Yea they are an interesting test. Are you on Boston? Sweet...I had a good transaction with shockwarehouse. They send they do a good volume of shocks and sometimes they are out of stock, had mine within a week though. Do you have a picture of the truck?


----------



## boston41 (Aug 21, 2010)

Those tests suck, lol. In all honesty the entire test had maybe 15 questions related to the fire service. They were asking questions about congress, I mean really come on! Yea I'm on Boston, I work on Engine 41, hence the name I guess, its just easier to remember.
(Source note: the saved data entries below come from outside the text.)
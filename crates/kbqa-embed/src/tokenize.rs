use anyhow::{Result, anyhow};
use candle_core::{Device, Tensor};
use tokenizers::{EncodeInput, Tokenizer};

/// Encode `input` (a single text or a `(query, passage)` pair), then pad or
/// truncate to `max_len`. Returns `(input_ids, attention_mask)` shaped `[1, max_len]`.
pub fn tokenize_on_device<'s, E>(tokenizer: &Tokenizer, input: E, max_len: usize, pad_id: u32, device: &Device) -> Result<(Tensor, Tensor)>
where
    E: Into<EncodeInput<'s>>,
{
    let enc = tokenizer.encode(input, true).map_err(|e| anyhow!("Tokenization failed: {}", e))?;
    let mut ids = enc.get_ids().to_vec();
    let mut mask = enc.get_attention_mask().to_vec();
    if ids.len() > max_len { ids.truncate(max_len); mask.truncate(max_len); }
    if ids.len() < max_len { let pad = max_len - ids.len(); ids.extend(std::iter::repeat(pad_id).take(pad)); mask.extend(std::iter::repeat(0).take(pad)); }
    let input_ids = Tensor::from_iter(ids, device)?.reshape((1, max_len))?;
    let attention_mask = Tensor::from_iter(mask, device)?.reshape((1, max_len))?;
    Ok((input_ids, attention_mask))
}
And yes your right they are great to deal with. they were out of stock at the time I ordered the shocks but as soon as they came in they were shipped to me. And unfortunatley I don't have any pics of the truck. goin to get some on here after I get the chrome mirror covers I ordered, because some ****** bag decided it would be funny to take the passenger side off while I was eating dinner with my family in a restaurant. So now it looks stupid with the chrome package except for the mirrors.


----------



## Weenuk (Nov 13, 2011)

I installed the Rancho Quick lift with MYRide suspension on my 2005 Tundra. Able to set my suspension float with a wireless hand held unit. This sure helped with front end sag from stock shocks. I looked at installing leveling kits. All most were are blocks that are installed in the springs that can break under the stress of heavy plows and extreme cold weather. Reason I went with an entire suspension upgrade......


----------